Extracted records
=== Section Start ===

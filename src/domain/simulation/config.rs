use std::collections::HashMap;

use rust_decimal::Decimal;
use rust_decimal_macros::dec;
use serde::{Deserialize, Serialize};
use uuid::Uuid;

use crate::domain::market::timeframe::Timeframe;
use crate::domain::trading::CostConfig;

#[derive(Debug, Clone, Copy, PartialEq, Eq, Serialize, Deserialize)]
pub enum StrategyType {
    Main,
    Conservative,
    Momentum,
    MeanReversion,
    Consensus,
    RiskAdjusted,
    TimeBased,
}

#[derive(Debug, Clone, Copy, PartialEq, Eq, Serialize, Deserialize)]
pub enum SimulationStatus {
    Active,
    Paused,
    Finished,
}

#[derive(Debug, Clone, Copy, Serialize, Deserialize)]
pub struct RiskThresholds {
    pub min_confidence: Decimal,
    pub max_risk_pct: Decimal,
    pub max_daily_loss_pct: Decimal,
}

impl Default for RiskThresholds {
    fn default() -> Self {
        Self {
            min_confidence: dec!(0.40),
            max_risk_pct: dec!(0.02),
            max_daily_loss_pct: dec!(0.05),
        }
    }
}

/// Immutable configuration for one paper-trading simulation. Mutable state
/// (per-TF capital, open positions) is tracked separately so a running
/// simulation can be reasoned about without re-reading its config.
#[derive(Debug, Clone, Serialize, Deserialize)]
pub struct SimulationConfig {
    pub id: Uuid,
    pub name: String,
    pub strategy_type: StrategyType,
    pub initial_capital_grams: Decimal,
    pub tracked_timeframes: Vec<Timeframe>,
    pub costs: CostConfig,
    pub thresholds: RiskThresholds,
}

impl SimulationConfig {
    pub fn new(name: impl Into<String>, strategy_type: StrategyType, tracked_timeframes: Vec<Timeframe>) -> Self {
        Self {
            id: Uuid::new_v4(),
            name: name.into(),
            strategy_type,
            initial_capital_grams: dec!(1000),
            tracked_timeframes,
            costs: CostConfig::default(),
            thresholds: RiskThresholds::default(),
        }
    }

    /// Capital allocated to each tracked timeframe at simulation start, split
    /// evenly across the tracked set.
    pub fn initial_per_tf_capital(&self) -> HashMap<Timeframe, Decimal> {
        let share = self.initial_capital_grams / Decimal::from(self.tracked_timeframes.len().max(1));
        self.tracked_timeframes.iter().map(|tf| (*tf, share)).collect()
    }
}

#[cfg(test)]
mod tests {
    use super::*;

    #[test]
    fn initial_capital_splits_evenly_across_timeframes() {
        let cfg = SimulationConfig::new(
            "main",
            StrategyType::Main,
            vec![Timeframe::FifteenMin, Timeframe::OneHour],
        );
        let per_tf = cfg.initial_per_tf_capital();
        assert_eq!(per_tf[&Timeframe::FifteenMin], dec!(500));
        assert_eq!(per_tf[&Timeframe::OneHour], dec!(500));
    }
}
use chrono::NaiveDate;
use rust_decimal::Decimal;
use serde::{Deserialize, Serialize};
use uuid::Uuid;

#[derive(Debug, Clone, Serialize, Deserialize)]
pub struct DailyPerformance {
    pub sim_id: Uuid,
    pub date: NaiveDate,
    pub starting_capital: Decimal,
    pub ending_capital: Decimal,
    pub closed_trades: u32,
    pub wins: u32,
    pub losses: u32,
    pub daily_pnl_grams: Decimal,
    pub daily_pnl_pct: Decimal,
}

impl DailyPerformance {
    pub fn opening(sim_id: Uuid, date: NaiveDate, starting_capital: Decimal) -> Self {
        Self {
            sim_id,
            date,
            starting_capital,
            ending_capital: starting_capital,
            closed_trades: 0,
            wins: 0,
            losses: 0,
            daily_pnl_grams: Decimal::ZERO,
            daily_pnl_pct: Decimal::ZERO,
        }
    }

    pub fn record_close(&mut self, net_pnl_grams: Decimal, ending_capital: Decimal) {
        self.closed_trades += 1;
        if net_pnl_grams >= Decimal::ZERO {
            self.wins += 1;
        } else {
            self.losses += 1;
        }
        self.daily_pnl_grams += net_pnl_grams;
        self.ending_capital = ending_capital;
        if self.starting_capital != Decimal::ZERO {
            self.daily_pnl_pct = self.daily_pnl_grams / self.starting_capital * Decimal::ONE_HUNDRED;
        }
    }

    pub fn has_breached_daily_loss_limit(&self, max_daily_loss_pct: Decimal) -> bool {
        self.starting_capital != Decimal::ZERO && -self.daily_pnl_pct >= max_daily_loss_pct * Decimal::ONE_HUNDRED
    }
}

#[cfg(test)]
mod tests {
    use super::*;
    use rust_decimal_macros::dec;

    #[test]
    fn record_close_updates_win_loss_counts() {
        let mut perf = DailyPerformance::opening(Uuid::new_v4(), NaiveDate::from_ymd_opt(2026, 1, 1).unwrap(), dec!(1000));
        perf.record_close(dec!(10), dec!(1010));
        perf.record_close(dec!(-5), dec!(1005));
        assert_eq!(perf.wins, 1);
        assert_eq!(perf.losses, 1);
        assert_eq!(perf.daily_pnl_grams, dec!(5));
    }

    #[test]
    fn breaches_daily_loss_limit_when_pct_exceeded() {
        let mut perf = DailyPerformance::opening(Uuid::new_v4(), NaiveDate::from_ymd_opt(2026, 1, 1).unwrap(), dec!(1000));
        perf.record_close(dec!(-60), dec!(940));
        assert!(perf.has_breached_daily_loss_limit(dec!(0.05)));
    }
}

=== Section End ===

*Problem description*
Your response must consist of all the records, retyped exactly.

*Output of the exercise*
filename src/domain/simulation/config.rs
use std::collections::HashMap;

use rust_decimal::Decimal;
use rust_decimal_macros::dec;
use serde::{Deserialize, Serialize};
use uuid::Uuid;

use crate::domain::market::timeframe::Timeframe;
use crate::domain::trading::CostConfig;

#[derive(Debug, Clone, Copy, PartialEq, Eq, Serialize, Deserialize)]
pub enum StrategyType {
    Main,
    Conservative,
    Momentum,
    MeanReversion,
    Consensus,
    RiskAdjusted,
    TimeBased,
}

#[derive(Debug, Clone, Copy, PartialEq, Eq, Serialize, Deserialize)]
pub enum SimulationStatus {
    Active,
    Paused,
    Finished,
}

#[derive(Debug, Clone, Copy, Serialize, Deserialize)]
pub struct RiskThresholds {
    pub min_confidence: Decimal,
    pub max_risk_pct: Decimal,
    pub max_daily_loss_pct: Decimal,
}

impl Default for RiskThresholds {
    fn default() -> Self {
        Self {
            min_confidence: dec!(0.40),
            max_risk_pct: dec!(0.02),
            max_daily_loss_pct: dec!(0.05),
        }
    }
}

/// Immutable configuration for one paper-trading simulation. Mutable state
/// (per-TF capital, open positions) is tracked separately so a running
/// simulation can be reasoned about without re-reading its config.
#[derive(Debug, Clone, Serialize, Deserialize)]
pub struct SimulationConfig {
    pub id: Uuid,
    pub name: String,
    pub strategy_type: StrategyType,
    pub initial_capital_grams: Decimal,
    pub tracked_timeframes: Vec<Timeframe>,
    pub costs: CostConfig,
    pub thresholds: RiskThresholds,
}

impl SimulationConfig {
    pub fn new(name: impl Into<String>, strategy_type: StrategyType, tracked_timeframes: Vec<Timeframe>) -> Self {
        Self {
            id: Uuid::new_v4(),
            name: name.into(),
            strategy_type,
            initial_capital_grams: dec!(1000),
            tracked_timeframes,
            costs: CostConfig::default(),
            thresholds: RiskThresholds::default(),
        }
    }

    /// Capital allocated to each tracked timeframe at simulation start, split
    /// evenly across the tracked set.
    pub fn initial_per_tf_capital(&self) -> HashMap<Timeframe, Decimal> {
        let share = self.initial_capital_grams / Decimal::from(self.tracked_timeframes.len().max(1));
        self.tracked_timeframes.iter().map(|tf| (*tf, share)).collect()
    }
}

#[cfg(test)]
mod tests {
    use super::*;

    #[test]
    fn initial_capital_splits_evenly_across_timeframes() {
        let cfg = SimulationConfig::new(
            "main",
            StrategyType::Main,
            vec![Timeframe::FifteenMin, Timeframe::OneHour],
        );
        let per_tf = cfg.initial_per_tf_capital();
        assert_eq!(per_tf[&Timeframe::FifteenMin], dec!(500));
        assert_eq!(per_tf[&Timeframe::OneHour], dec!(500));
    }
}
use chrono::NaiveDate;
use rust_decimal::Decimal;
use serde::{Deserialize, Serialize};
use uuid::Uuid;

#[derive(Debug, Clone, Serialize, Deserialize)]
pub struct DailyPerformance {
    pub sim_id: Uuid,
    pub date: NaiveDate,
    pub starting_capital: Decimal,
    pub ending_capital: Decimal,
    pub closed_trades: u32,
    pub wins: u32,
    pub losses: u32,
    pub daily_pnl_grams: Decimal,
    pub daily_pnl_pct: Decimal,
}

impl DailyPerformance {
    pub fn opening(sim_id: Uuid, date: NaiveDate, starting_capital: Decimal) -> Self {
        Self {
            sim_id,
            date,
            starting_capital,
            ending_capital: starting_capital,
            closed_trades: 0,
            wins: 0,
            losses: 0,
            daily_pnl_grams: Decimal::ZERO,
            daily_pnl_pct: Decimal::ZERO,
        }
    }

    pub fn record_close(&mut self, net_pnl_grams: Decimal, ending_capital: Decimal) {
        self.closed_trades += 1;
        if net_pnl_grams >= Decimal::ZERO {
            self.wins += 1;
        } else {
            self.losses += 1;
        }
        self.daily_pnl_grams += net_pnl_grams;
        self.ending_capital = ending_capital;
        if self.starting_capital != Decimal::ZERO {
            self.daily_pnl_pct = self.daily_pnl_grams / self.starting_capital * Decimal::ONE_HUNDRED;
        }
    }

    pub fn has_breached_daily_loss_limit(&self, max_daily_loss_pct: Decimal) -> bool {
        self.starting_capital != Decimal::ZERO && -self.daily_pnl_pct >= max_daily_loss_pct * Decimal::ONE_HUNDRED
    }
}

#[cfg(test)]
mod tests {
    use super::*;
    use rust_decimal_macros::dec;

    #[test]
    fn record_close_updates_win_loss_counts() {
        let mut perf = DailyPerformance::opening(Uuid::new_v4(), NaiveDate::from_ymd_opt(2026, 1, 1).unwrap(), dec!(1000));
        perf.record_close(dec!(10), dec!(1010));
        perf.record_close(dec!(-5), dec!(1005));
        assert_eq!(perf.wins, 1);
        assert_eq!(perf.losses, 1);
        assert_eq!(perf.daily_pnl_grams, dec!(5));
    }

    #[test]
    fn breaches_daily_loss_limit_when_pct_exceeded() {
        let mut perf = DailyPerformance::opening(Uuid::new_v4(), NaiveDate::from_ymd_opt(2026, 1, 1).unwrap(), dec!(1000));
        perf.record_close(dec!(-60), dec!(940));
        assert!(perf.has_breached_daily_loss_limit(dec!(0.05)));
    }
}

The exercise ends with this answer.